What to work on:
Please report each line in the material below that includes "Copyediting".

Supplied data:
#####
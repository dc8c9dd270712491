//! Tests for the file store: upload atomicity, stage copies, and downloads.

use diesel::prelude::*;
use failure::{Error, Fallible};
use lazy_static::lazy_static;
use serde::Deserialize;
use serde_json::json;
use std::{fs, path::Path};

use folio::{
    ApiError,
    ErrorKind,
    audit,
    db::{models as dbm, schema::submission_files, types::SubmissionStage},
    models::{
        Content,
        File,
        Submission,
        file::{CopyToStageError, DownloadError, UploadError, UploadParams},
    },
    permissions::{Caller, Role},
    storage::{GetError, Storage},
};

mod common;

use self::common::{Connection, Database, run, setup_db};

lazy_static! {
    static ref DATABASE: Option<Database> =
        setup_db(seed).expect("cannot create test database");
}

fn seed(db: &Connection) -> Result<(), Error> {
    Submission::create(db, 1, "Carbon Capture Economics", json!({}))?;
    Ok(())
}

fn editor(user: i32) -> Caller {
    Caller::new(user, &[Role::Editor])
}

fn submission(db: &Connection) -> Submission {
    let data: dbm::Submission = folio::db::schema::submissions::table
        .get_result(db)
        .expect("no seeded submission");
    Submission::by_id(db, data.id).expect("no seeded submission")
}

fn params<'a>(label: &'a str, file_name: &'a str) -> UploadParams<'a> {
    UploadParams {
        stage: SubmissionStage::Submission,
        label,
        kind: "manuscript",
        file_name,
        version_label: None,
        review_round: None,
        visible_to_authors: false,
    }
}

fn stored_objects(dir: &Path) -> usize {
    let mut count = 0;

    for entry in fs::read_dir(dir).expect("can't read storage dir") {
        let entry = entry.expect("can't read storage entry");
        if entry.file_type().expect("no file type").is_dir() {
            count += stored_objects(&entry.path());
        } else {
            count += 1;
        }
    }

    count
}

#[test]
fn upload_stores_bytes_and_metadata_together() -> Fallible<()> {
    let dir = tempfile::tempdir()?;
    let storage = Storage::new(dir.path())?;

    run(&DATABASE, |db| {
        let submission = submission(db);

        let file = File::upload(db, &storage, &editor(1), &submission,
            params("Manuscript", "capture.pdf"), b"contents")?;

        assert_eq!(file.size, 8);
        assert_eq!(file.uploaded_by, 1);
        assert_eq!(storage.get(&file.storage_path)?, b"contents");

        let prefix = format!("submissions/{}/submission/", submission.id);
        assert!(file.storage_path.starts_with(&prefix));

        let uploads = audit::entries_for(db, submission.id)?
            .into_iter()
            .filter(|entry| entry.kind == "upload")
            .count();
        assert_eq!(uploads, 1);

        Ok(())
    });

    Ok(())
}

#[test]
fn upload_requires_a_label() -> Fallible<()> {
    let dir = tempfile::tempdir()?;
    let storage = Storage::new(dir.path())?;

    run(&DATABASE, |db| {
        let submission = submission(db);

        match File::upload(db, &storage, &editor(1), &submission,
            params("  ", "capture.pdf"), b"contents")
        {
            Err(UploadError::NoLabel) => (),
            other => panic!("expected NoLabel, got {:?}", other.map(|_| ())),
        }

        Ok(())
    });

    Ok(())
}

#[test]
fn failed_metadata_write_removes_the_stored_bytes() -> Fallible<()> {
    let dir = tempfile::tempdir()?;
    let storage = Storage::new(dir.path())?;

    run(&DATABASE, |db| {
        let submission = submission(db);

        // A review round that doesn't exist poisons the metadata insert
        // after the bytes have already been written.
        let poisoned = UploadParams {
            review_round: Some(424_242),
            .. params("Manuscript", "capture.pdf")
        };

        match File::upload(db, &storage, &editor(1), &submission, poisoned,
            b"orphaned bytes")
        {
            Err(UploadError::Database(_)) => (),
            other => panic!("expected Database, got {:?}", other.map(|_| ())),
        }

        // Compensation removed the bytes, and no row exists.
        assert_eq!(stored_objects(dir.path()), 0);
        assert!(File::all_of(db, submission.id)?.is_empty());

        Ok(())
    });

    Ok(())
}

#[test]
fn copying_creates_new_rows_sharing_storage() -> Fallible<()> {
    let dir = tempfile::tempdir()?;
    let storage = Storage::new(dir.path())?;

    run(&DATABASE, |db| {
        let submission = submission(db);
        let uploader = editor(1);
        let copier = editor(6);

        let originals = ["Manuscript", "Cover Letter", "Data"]
            .iter()
            .map(|label| File::upload(db, &storage, &uploader, &submission,
                params(label, "file.pdf"), label.as_bytes()))
            .collect::<Result<Vec<_>, _>>()?;

        let ids = originals.iter().map(|file| file.id).collect::<Vec<_>>();

        let copies = File::copy_to_stage(
            db, &copier, &submission, &ids, SubmissionStage::Copyediting)?;

        assert_eq!(copies.len(), 3);
        for (original, copy) in originals.iter().zip(&copies) {
            assert_eq!(copy.storage_path, original.storage_path);
            assert_eq!(copy.stage, SubmissionStage::Copyediting);
            assert_eq!(copy.uploaded_by, 6);
            assert_ne!(copy.id, original.id);
        }

        // One entry for the whole batch, recording the count.
        let entries = audit::entries_for(db, submission.id)?
            .into_iter()
            .filter(|entry| entry.kind == "copy-to-stage")
            .collect::<Vec<_>>();
        assert_eq!(entries.len(), 1);

        #[derive(Deserialize)]
        struct Data {
            count: usize,
        }
        let data: Data = rmps::from_slice(&entries[0].data)?;
        assert_eq!(data.count, 3);

        Ok(())
    });

    Ok(())
}

#[test]
fn copying_nothing_is_not_found() {
    run(&DATABASE, |db| {
        let submission = submission(db);

        match File::copy_to_stage(db, &editor(1), &submission, &[999],
            SubmissionStage::Review)
        {
            Err(CopyToStageError::NotFound) => (),
            other => panic!("expected NotFound, got {:?}", other.map(|_| ())),
        }

        Ok(())
    });
}

#[test]
fn download_distinguishes_redirects_and_missing_bytes() -> Fallible<()> {
    let dir = tempfile::tempdir()?;
    let storage = Storage::new(dir.path())?;

    run(&DATABASE, |db| {
        let submission = submission(db);
        let caller = editor(1);

        // A file registered against an external URL is not fetched.
        diesel::insert_into(submission_files::table)
            .values(dbm::NewSubmissionFile {
                submission: submission.id,
                stage: SubmissionStage::Production,
                kind: "proofs",
                label: "Publisher proofs",
                storage_path: "https://example.org/proofs.pdf",
                version_label: None,
                review_round: None,
                visible_to_authors: false,
                size: 0,
                uploaded_by: 1,
            })
            .execute(db)?;

        // A file whose bytes were lost from storage.
        diesel::insert_into(submission_files::table)
            .values(dbm::NewSubmissionFile {
                submission: submission.id,
                stage: SubmissionStage::Submission,
                kind: "manuscript",
                label: "Lost",
                storage_path: "submissions/lost.bin",
                version_label: None,
                review_round: None,
                visible_to_authors: false,
                size: 4,
                uploaded_by: 1,
            })
            .execute(db)?;

        let files = File::all_of(db, submission.id)?;

        for file in files {
            match (file.label.as_str(), file.download(&storage, &caller)) {
                ("Publisher proofs", Ok(Content::Redirect(url))) =>
                    assert_eq!(url, "https://example.org/proofs.pdf"),
                ("Lost", Err(DownloadError::Missing)) => (),
                (label, other) => panic!("unexpected outcome for {}: {:?}",
                    label, other.map(|_| ()).map_err(|e| e.kind())),
            }
        }

        // The missing row itself is still found; only its bytes are gone.
        match storage.get("submissions/lost.bin") {
            Err(GetError::NotFound) => (),
            other => panic!("expected NotFound, got {:?}", other.map(|_| ())),
        }

        Ok(())
    });

    Ok(())
}

#[test]
fn uploads_require_editorial_capability() -> Fallible<()> {
    let dir = tempfile::tempdir()?;
    let storage = Storage::new(dir.path())?;

    run(&DATABASE, |db| {
        let submission = submission(db);
        let outsider = Caller::new(9, &[Role::Author]);

        match File::upload(db, &storage, &outsider, &submission,
            params("Manuscript", "capture.pdf"), b"contents")
        {
            Err(UploadError::Forbidden(err)) =>
                assert_eq!(err.kind(), ErrorKind::Forbidden),
            other => panic!("expected Forbidden, got {:?}", other.map(|_| ())),
        }

        Ok(())
    });

    Ok(())
}
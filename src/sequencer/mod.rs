//! Paced replay of execution plans.
//!
//! The sequencer turns a static [`ExecutionPlan`](crate::models::ExecutionPlan)
//! into a time-paced stream of render events: each interval appears, then
//! expands after a short delay, then the replay dwells before moving on.
//! Consumers (a terminal view, a DOM, a log) only implement [`ReplaySink`];
//! nothing flows back into the core.
//!
//! # Determinism
//!
//! Event order is fixed by the plan: `[Appeared, Expanded, Marker]` per
//! interval, then one trailing `Marker` at the plan end time. Pacing is
//! pluggable through [`DelayProvider`], so tests replay instantly while
//! real consumers get wall-clock pacing.
//!
//! # Cancellation
//!
//! A replay carries a `CancellationToken`. Cancelling it (a reset, or a new
//! run superseding this one) stops emission at the next suspension point;
//! no event for a superseded plan is ever delivered afterwards.

mod clock;
mod event;
mod replay;

pub use clock::{DelayProvider, NoDelay, TokioDelay};
pub use event::{ReplayEvent, ReplaySink};
pub use replay::{ReplayOutcome, Sequencer, DEFAULT_DWELL_DELAY, DEFAULT_REVEAL_DELAY};
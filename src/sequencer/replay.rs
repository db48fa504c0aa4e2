//! The replay engine.
//!
//! # Stages
//!
//! For each interval, in plan order:
//!
//! 1. `BlockAppeared` — the block enters the timeline at zero extent.
//! 2. reveal delay (default 100 ms).
//! 3. `BlockExpanded` — the block grows to its full extent.
//! 4. `TimeMarker(start)` — deduplicated per run.
//! 5. dwell delay (default 500 ms).
//!
//! One trailing `TimeMarker(end_time)` closes the run.

use std::collections::HashSet;
use std::time::Duration;

use tokio_util::sync::CancellationToken;
use tracing::debug;

use super::clock::DelayProvider;
use super::event::{ReplayEvent, ReplaySink};
use crate::models::{ExecutionPlan, Ticks};

/// Default delay between a block appearing and expanding.
pub const DEFAULT_REVEAL_DELAY: Duration = Duration::from_millis(100);

/// Default dwell after a block expands, before the next interval.
pub const DEFAULT_DWELL_DELAY: Duration = Duration::from_millis(500);

/// How a replay ended.
#[derive(Debug, Clone, Copy, PartialEq, Eq)]
pub enum ReplayOutcome {
    /// Every interval was revealed and the trailing marker emitted.
    Completed,
    /// The cancellation token fired; emission stopped, no error.
    Cancelled,
}

/// Drives the paced, in-order reveal of an execution plan.
///
/// Holds only pacing configuration; all run state (plan, sink, token) is
/// passed explicitly per replay, so one sequencer can serve many runs.
#[derive(Debug, Clone, Copy)]
pub struct Sequencer {
    reveal_delay: Duration,
    dwell_delay: Duration,
}

impl Sequencer {
    /// Creates a sequencer with the default pacing.
    pub fn new() -> Self {
        Self {
            reveal_delay: DEFAULT_REVEAL_DELAY,
            dwell_delay: DEFAULT_DWELL_DELAY,
        }
    }

    /// Sets the reveal delay (stage 1 → 2).
    pub fn with_reveal_delay(mut self, delay: Duration) -> Self {
        self.reveal_delay = delay;
        self
    }

    /// Sets the dwell delay (stage 4 → next interval).
    pub fn with_dwell_delay(mut self, delay: Duration) -> Self {
        self.dwell_delay = delay;
        self
    }

    /// Replays a plan into `sink`, pacing through `clock`.
    ///
    /// Events are emitted strictly in plan order; there is never concurrent
    /// emission for two intervals. Cancelling `cancel` stops the replay at
    /// the next suspension point and returns [`ReplayOutcome::Cancelled`]
    /// without emitting anything further.
    ///
    /// Marker dedup applies to the trailing `TimeMarker` too: for
    /// scheduler-produced plans the end time is always a fresh tick, but a
    /// hand-built plan that repeats a start (or ends on one) gets each tick
    /// marked once, so the `[Appeared, Expanded, Marker]* + Marker` shape
    /// only holds for contiguous plans.
    pub async fn replay<S, D>(
        &self,
        plan: &ExecutionPlan,
        sink: &mut S,
        clock: &D,
        cancel: &CancellationToken,
    ) -> ReplayOutcome
    where
        S: ReplaySink,
        D: DelayProvider,
    {
        let mut marked: HashSet<Ticks> = HashSet::new();
        debug!(intervals = plan.interval_count(), "starting replay");

        for interval in &plan.intervals {
            if cancel.is_cancelled() {
                debug!("replay cancelled");
                return ReplayOutcome::Cancelled;
            }

            sink.deliver(ReplayEvent::BlockAppeared(interval.clone()));

            tokio::select! {
                biased;
                _ = cancel.cancelled() => {
                    debug!("replay cancelled during reveal delay");
                    return ReplayOutcome::Cancelled;
                }
                _ = clock.delay(self.reveal_delay) => {}
            }

            sink.deliver(ReplayEvent::BlockExpanded(interval.clone()));
            if marked.insert(interval.start) {
                sink.deliver(ReplayEvent::TimeMarker(interval.start));
            }

            tokio::select! {
                biased;
                _ = cancel.cancelled() => {
                    debug!("replay cancelled during dwell delay");
                    return ReplayOutcome::Cancelled;
                }
                _ = clock.delay(self.dwell_delay) => {}
            }
        }

        if cancel.is_cancelled() {
            return ReplayOutcome::Cancelled;
        }

        let end = plan.end_time();
        if marked.insert(end) {
            sink.deliver(ReplayEvent::TimeMarker(end));
        }
        debug!(end_time = end, "replay completed");
        ReplayOutcome::Completed
    }
}

impl Default for Sequencer {
    fn default() -> Self {
        Self::new()
    }
}
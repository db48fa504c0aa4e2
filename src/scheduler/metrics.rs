//! Aggregate metric evaluation.
//!
//! Computes plan-level averages from per-process timing rows.
//!
//! # Metrics
//!
//! | Metric | Definition |
//! |--------|-----------|
//! | Avg Waiting | mean(turnaround - burst) |
//! | Avg Turnaround | mean(completion - arrival) |
//!
//! Both averages divide by the number of real processes, never by the
//! interval count — idle gaps carry no metrics.

use crate::models::{AggregateMetrics, ProcessMetrics};

impl AggregateMetrics {
    /// Computes averages over a set of per-process metrics.
    ///
    /// Returns zero averages for an empty slice; the scheduler never
    /// produces one, but the type stays total.
    pub fn calculate(metrics: &[ProcessMetrics]) -> Self {
        if metrics.is_empty() {
            return Self {
                avg_waiting: 0.0,
                avg_turnaround: 0.0,
            };
        }

        let count = metrics.len() as f64;
        let total_waiting: u64 = metrics.iter().map(|m| m.waiting).sum();
        let total_turnaround: u64 = metrics.iter().map(|m| m.turnaround).sum();

        Self {
            avg_waiting: total_waiting as f64 / count,
            avg_turnaround: total_turnaround as f64 / count,
        }
    }
}

#[cfg(test)]
mod tests {
    use super::*;

    fn row(id: &str, completion: u64, turnaround: u64, waiting: u64) -> ProcessMetrics {
        ProcessMetrics {
            process_id: id.into(),
            completion,
            turnaround,
            waiting,
        }
    }

    #[test]
    fn test_aggregate_reference_scenario() {
        // P1(0,5) P2(1,3) P3(2,8) under FCFS
        let rows = vec![row("P1", 5, 5, 0), row("P2", 8, 7, 4), row("P3", 16, 14, 6)];

        let agg = AggregateMetrics::calculate(&rows);
        assert!((agg.avg_waiting - 10.0 / 3.0).abs() < 1e-10);
        assert!((agg.avg_turnaround - 26.0 / 3.0).abs() < 1e-10);
    }

    #[test]
    fn test_aggregate_cross_check() {
        let rows = vec![row("A", 4, 4, 1), row("B", 9, 7, 2), row("C", 12, 10, 5)];

        let agg = AggregateMetrics::calculate(&rows);
        let sum_w: u64 = rows.iter().map(|m| m.waiting).sum();
        let sum_t: u64 = rows.iter().map(|m| m.turnaround).sum();
        assert!((agg.avg_waiting - sum_w as f64 / 3.0).abs() < 1e-10);
        assert!((agg.avg_turnaround - sum_t as f64 / 3.0).abs() < 1e-10);
    }

    #[test]
    fn test_aggregate_single_process() {
        let agg = AggregateMetrics::calculate(&[row("P1", 5, 2, 0)]);
        assert!((agg.avg_waiting - 0.0).abs() < 1e-10);
        assert!((agg.avg_turnaround - 2.0).abs() < 1e-10);
    }

    #[test]
    fn test_aggregate_empty() {
        let agg = AggregateMetrics::calculate(&[]);
        assert!((agg.avg_waiting - 0.0).abs() < 1e-10);
        assert!((agg.avg_turnaround - 0.0).abs() < 1e-10);
    }
}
#####
Task result:
            db, &copier, &submission, &ids, SubmissionStage::Copyediting)?;
            assert_eq!(copy.stage, SubmissionStage::Copyediting);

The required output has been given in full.